■ Task description ■
In the records below, find the line holding "zone: id, parent" and the line holding "self.finalize_zone(zone);". Set down both, with every line between them, exactly.

■ Records for processing ■

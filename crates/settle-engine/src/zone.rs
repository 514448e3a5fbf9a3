//! Zones: async-context scopes forming a tree rooted at the global zone.
//!
//! The active zone is a single-valued register on the engine; every switch
//! is bracketed by a matching restore. Each zone tracks a refcount of
//! in-flight work bound to it:
//!
//! - every promise pins its owning zone from construction to settlement
//!   propagation;
//! - every scheduled listener pins its captured zone from schedule to the
//!   end of its execution;
//! - creating a child zone pins the parent.
//!
//! A non-global zone whose refcount drops to zero finalizes exactly once;
//! finalization releases the parent pin, cascading upward. The global zone
//! lives for the engine's lifetime and never finalizes.
//!
//! Unset zone properties fall through to the parent chain, so a child zone
//! behaves as a prototype-style extension of its parent.

use serde::{Deserialize, Serialize};
use std::collections::BTreeMap;
use std::fmt;
use std::rc::Rc;

use crate::engine::PromiseEngine;
use crate::error::EngineError;
use crate::host_bridge::EnvSnapshot;
use crate::promise::PromiseHandle;
use crate::value::Value;
use crate::witness::WitnessEvent;

/// Opaque zone identifier. `zone:0` is the global zone.
#[derive(Debug, Clone, Copy, PartialEq, Eq, PartialOrd, Ord, Hash, Serialize, Deserialize)]
pub struct ZoneId(pub u32);

impl ZoneId {
    pub(crate) fn index(self) -> usize {
        self.0 as usize
    }
}

impl fmt::Display for ZoneId {
    fn fmt(&self, f: &mut fmt::Formatter<'_>) -> fmt::Result {
        write!(f, "zone:{}", self.0)
    }
}

/// Explicit properties attached to a zone at creation.
pub type ZoneProps = BTreeMap<String, Value>;

/// Handler invoked when an unhandled rejection is attributed to a zone.
pub type UnhandledHandler = Rc<dyn Fn(&mut PromiseEngine, &Value, PromiseHandle)>;

/// One-shot hook run when a zone's refcount reaches zero.
pub type ZoneFinalizer = Box<dyn FnOnce(&mut PromiseEngine, ZoneId)>;

/// A single zone's full state.
pub struct ZoneRecord {
    /// Identifier (index into the zone store).
    pub id: ZoneId,
    /// Parent zone; `None` only for the global zone.
    pub parent: Option<ZoneId>,
    /// Count of in-flight work pinned to this zone.
    pub refcount: u32,
    /// Whether the refcount has ever been nonzero.
    pub activated: bool,
    /// Whether the finalizer has run.
    pub finalized: bool,
    /// Marks the global zone.
    pub global: bool,
    /// Foreign rejections observed in this zone through the host bridge;
    /// flushed into `first_rejection` at finalization.
    pub unhandleds: Vec<Value>,
    /// First rejection recorded in this zone (`follow` first-cause slot).
    pub first_rejection: Option<Value>,
    /// Handler for unhandled rejections attributed to this zone.
    pub on_unhandled: Option<UnhandledHandler>,
    /// Environment installed on the host bridge while this zone is active.
    pub env: EnvSnapshot,
    /// One-shot finalizer.
    pub finalizer: Option<ZoneFinalizer>,
    /// Explicit properties; lookups fall through to the parent chain.
    pub props: ZoneProps,
}

impl fmt::Debug for ZoneRecord {
    fn fmt(&self, f: &mut fmt::Formatter<'_>) -> fmt::Result {
        f.debug_struct("ZoneRecord")
            .field("id", &self.id)
            .field("parent", &self.parent)
            .field("refcount", &self.refcount)
            .field("activated", &self.activated)
            .field("finalized", &self.finalized)
            .field("global", &self.global)
            .field("unhandleds", &self.unhandleds.len())
            .field("on_unhandled", &self.on_unhandled.is_some())
            .field("env", &self.env)
            .finish()
    }
}

/// Arena of zones plus the active-zone register.
#[derive(Debug)]
pub struct ZoneStore {
    pub(crate) zones: Vec<ZoneRecord>,
    pub(crate) current: ZoneId,
}

impl ZoneStore {
    /// Creates a store holding only the global zone, which is active.
    pub fn new() -> Self {
        let global = ZoneRecord {
            id: ZoneId(0),
            parent: None,
            refcount: 0,
            activated: true,
            finalized: false,
            global: true,
            unhandleds: Vec::new(),
            first_rejection: None,
            on_unhandled: None,
            env: EnvSnapshot::passthrough(),
            finalizer: None,
            props: ZoneProps::new(),
        };
        Self {
            zones: vec![global],
            current: ZoneId(0),
        }
    }

    /// The active zone.
    pub fn current(&self) -> ZoneId {
        self.current
    }

    /// The global zone id.
    pub fn global(&self) -> ZoneId {
        ZoneId(0)
    }

    pub(crate) fn contains(&self, zone: ZoneId) -> bool {
        zone.index() < self.zones.len()
    }

    pub(crate) fn rec(&self, zone: ZoneId) -> &ZoneRecord {
        &self.zones[zone.index()]
    }

    pub(crate) fn rec_mut(&mut self, zone: ZoneId) -> &mut ZoneRecord {
        &mut self.zones[zone.index()]
    }
}

impl Default for ZoneStore {
    fn default() -> Self {
        Self::new()
    }
}

impl PromiseEngine {
    /// The active zone.
    pub fn current_zone(&self) -> ZoneId {
        self.zones.current()
    }

    /// The global zone.
    pub fn global_zone(&self) -> ZoneId {
        self.zones.global()
    }

    /// Raw active-zone setter: the write half of the accessor pair with
    /// [`current_zone`](Self::current_zone), for embedders that cannot hand
    /// control to a closure-scoped [`use_zone`](Self::use_zone).
    ///
    /// The caller owns the save/restore bracket: read the active zone first
    /// and set it back when done, or zone coherence is lost. Inside the
    /// engine every switch goes through `use_zone` or the dispatcher.
    pub fn set_active_zone(&mut self, zone: ZoneId) -> Result<(), EngineError> {
        self.check_zone(zone)?;
        self.switch_to_zone(zone);
        Ok(())
    }

    /// A zone's current refcount.
    pub fn zone_refcount(&self, zone: ZoneId) -> Result<u32, EngineError> {
        self.check_zone(zone)?;
        Ok(self.zones.rec(zone).refcount)
    }

    /// Whether a zone has finalized.
    pub fn zone_finalized(&self, zone: ZoneId) -> Result<bool, EngineError> {
        self.check_zone(zone)?;
        Ok(self.zones.rec(zone).finalized)
    }

    /// A zone's parent.
    pub fn zone_parent(&self, zone: ZoneId) -> Result<Option<ZoneId>, EngineError> {
        self.check_zone(zone)?;
        Ok(self.zones.rec(zone).parent)
    }

    /// Looks up a zone property, falling through the parent chain.
    pub fn zone_prop(&self, zone: ZoneId, key: &str) -> Result<Option<&Value>, EngineError> {
        self.check_zone(zone)?;
        let mut cursor = Some(zone);
        while let Some(z) = cursor {
            let rec = self.zones.rec(z);
            if let Some(v) = rec.props.get(key) {
                return Ok(Some(v));
            }
            cursor = rec.parent;
        }
        Ok(None)
    }

    /// Installs the unhandled-rejection handler for a zone.
    pub fn set_on_unhandled<F>(&mut self, zone: ZoneId, handler: F) -> Result<(), EngineError>
    where
        F: Fn(&mut PromiseEngine, &Value, PromiseHandle) + 'static,
    {
        self.check_zone(zone)?;
        let handler: UnhandledHandler = Rc::new(handler);
        self.zones.rec_mut(zone).on_unhandled = Some(handler);
        Ok(())
    }

    /// Runs `f` with `zone` active, restoring the previous zone afterward.
    pub fn use_zone<R>(
        &mut self,
        zone: ZoneId,
        f: impl FnOnce(&mut Self) -> R,
    ) -> Result<R, EngineError> {
        self.check_zone(zone)?;
        let prev = self.zones.current();
        self.switch_to_zone(zone);
        let out = f(self);
        self.switch_to_zone(prev);
        Ok(out)
    }

    /// Creates a child zone of the active zone and runs `f` inside it.
    ///
    /// The child finalizes as soon as its refcount returns to zero: either
    /// immediately after `f` when nothing was pinned, or when the last
    /// pinned promise or listener completes.
    pub fn new_scope<R>(&mut self, props: ZoneProps, f: impl FnOnce(&mut Self) -> R) -> R {
        let child = self.create_zone(props);
        // Guard pin: a transient zero (settle-and-propagate of an
        // already-settled promise) inside the body must not finalize the
        // zone while it is still running.
        self.zone_pin(child);
        let out = self
            .use_zone(child, f)
            .expect("freshly created zone is valid");
        self.zone_unpin(child);
        out
    }

    /// Runs `body` in a child zone and returns a promise that settles when
    /// every piece of work spawned inside the zone has completed.
    ///
    /// The promise resolves with `Undefined` when no rejection was recorded
    /// in the zone, and rejects with the first recorded rejection otherwise.
    /// Both unhandled core rejections (via the zone's `on_unhandled`) and
    /// foreign rejections observed through the host bridge count.
    pub fn follow(
        &mut self,
        props: ZoneProps,
        body: impl FnOnce(&mut Self) -> Result<(), Value>,
    ) -> PromiseHandle {
        let result = self.create_pending();
        let child = self.create_zone(props);

        let zid = child;
        let on_unhandled: UnhandledHandler =
            Rc::new(move |eng: &mut PromiseEngine, reason: &Value, _promise: PromiseHandle| {
                eng.zone_record_first_rejection(zid, reason.clone());
            });
        self.zones.rec_mut(child).on_unhandled = Some(on_unhandled);
        let finalizer: ZoneFinalizer = Box::new(move |eng: &mut PromiseEngine, z: ZoneId| {
            // The outcome is read in a tick finalizer so the unhandled flush
            // always runs first (first-cause property).
            eng.add_tick_finalizer(move |eng| {
                eng.flush_zone_unhandleds(z);
                let outcome = eng.zones.rec(z).first_rejection.clone();
                match outcome {
                    Some(reason) => eng.reject_promise(result, reason),
                    None => eng.resolve_promise(result, Value::Undefined),
                }
            });
        });
        self.zones.rec_mut(child).finalizer = Some(finalizer);

        self.zone_pin(child);
        let body_result = self
            .use_zone(child, body)
            .expect("freshly created zone is valid");
        if let Err(reason) = body_result {
            self.zone_record_first_rejection(child, reason);
        }
        self.zone_unpin(child);
        result
    }

    pub(crate) fn check_zone(&self, zone: ZoneId) -> Result<(), EngineError> {
        if self.zones.contains(zone) {
            Ok(())
        } else {
            Err(EngineError::InvalidZone { zone })
        }
    }

    /// Creates a child zone of the active zone, pinning the parent.
    pub(crate) fn create_zone(&mut self, props: ZoneProps) -> ZoneId {
        let parent = self.zones.current();
        let id = ZoneId(self.zones.zones.len() as u32);
        self.zones.zones.push(ZoneRecord {
            id,
            parent: Some(parent),
            refcount: 0,
            activated: false,
            finalized: false,
            global: false,
            unhandleds: Vec::new(),
            first_rejection: None,
            on_unhandled: None,
            env: EnvSnapshot::zone_bound(id),
            finalizer: None,
            props,
        });
        self.zone_pin(parent);
        self.note(WitnessEvent::ZoneCreated { zone: id, parent });
        id
    }

    /// Makes `target` the active zone, installing its environment on the
    /// host bridge. Leaving the global zone first re-snapshots the live
    /// adapter into the global environment, so adapter changes made while
    /// global was active survive the round trip.
    pub(crate) fn switch_to_zone(&mut self, target: ZoneId) {
        if target == self.zones.current() {
            return;
        }
        let current = self.zones.current();
        if self.zones.rec(current).global && !self.zones.rec(target).global {
            let live = self.host.installed();
            self.zones.rec_mut(current).env = EnvSnapshot { adapter: live };
        }
        let env = self.zones.rec(target).env;
        self.host.install(env);
        self.zones.current = target;
        self.note(WitnessEvent::ZoneEntered { zone: target });
    }

    pub(crate) fn zone_pin(&mut self, zone: ZoneId) {
        let rec = self.zones.rec_mut(zone);
        rec.refcount += 1;
        rec.activated = true;
    }

    pub(crate) fn zone_unpin(&mut self, zone: ZoneId) {
        let rec = self.zones.rec_mut(zone);
        rec.refcount = rec.refcount.saturating_sub(1);
        if rec.refcount == 0 && !rec.global && !rec.finalized {
            self.finalize_zone(zone);
        }
    }

    /// Runs a zone's finalizer exactly once and releases the parent pin.
    pub(crate) fn finalize_zone(&mut self, zone: ZoneId) {
        let rec = self.zones.rec_mut(zone);
        if rec.finalized || rec.global {
            return;
        }
        rec.finalized = true;
        let finalizer = rec.finalizer.take();
        let parent = rec.parent;
        self.note(WitnessEvent::ZoneFinalized { zone });
        if let Some(f) = finalizer {
            f(self, zone);
        }
        if let Some(parent) = parent {
            self.zone_unpin(parent);
        }
    }

    /// Records a foreign rejection observed in `zone` through the host bridge.
    pub(crate) fn zone_push_unhandled(&mut self, zone: ZoneId, reason: Value) {
        self.zones.rec_mut(zone).unhandleds.push(reason);
    }

    pub(crate) fn zone_record_first_rejection(&mut self, zone: ZoneId, reason: Value) {
        let rec = self.zones.rec_mut(zone);
        if rec.first_rejection.is_none() {
            rec.first_rejection = Some(reason);
        }
    }

    pub(crate) fn flush_zone_unhandleds(&mut self, zone: ZoneId) {
        let pending = std::mem::take(&mut self.zones.rec_mut(zone).unhandleds);
        for reason in pending {
            self.zone_record_first_rejection(zone, reason);
        }
    }

    /// Nearest `on_unhandled` handler on the chain starting at `zone`.
    pub(crate) fn find_on_unhandled(&self, zone: ZoneId) -> Option<(ZoneId, UnhandledHandler)> {
        let mut cursor = Some(zone);
        while let Some(z) = cursor {
            let rec = self.zones.rec(z);
            if let Some(h) = &rec.on_unhandled {
                return Some((z, Rc::clone(h)));
            }
            cursor = rec.parent;
        }
        None
    }
}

■ The completed task ■
        self.note(WitnessEvent::ZoneCreated { zone: id, parent });
        id
    }

    /// Makes `target` the active zone, installing its environment on the
    /// host bridge. Leaving the global zone first re-snapshots the live
    /// adapter into the global environment, so adapter changes made while
    /// global was active survive the round trip.
    pub(crate) fn switch_to_zone(&mut self, target: ZoneId) {
        if target == self.zones.current() {
            return;
        }
        let current = self.zones.current();
        if self.zones.rec(current).global && !self.zones.rec(target).global {
            let live = self.host.installed();
            self.zones.rec_mut(current).env = EnvSnapshot { adapter: live };
        }
        let env = self.zones.rec(target).env;
        self.host.install(env);
        self.zones.current = target;
        self.note(WitnessEvent::ZoneEntered { zone: target });
    }

    pub(crate) fn zone_pin(&mut self, zone: ZoneId) {
        let rec = self.zones.rec_mut(zone);
        rec.refcount += 1;
        rec.activated = true;
    }

    pub(crate) fn zone_unpin(&mut self, zone: ZoneId) {
        let rec = self.zones.rec_mut(zone);
        rec.refcount = rec.refcount.saturating_sub(1);
        if rec.refcount == 0 && !rec.global && !rec.finalized {
            self.finalize_zone(zone);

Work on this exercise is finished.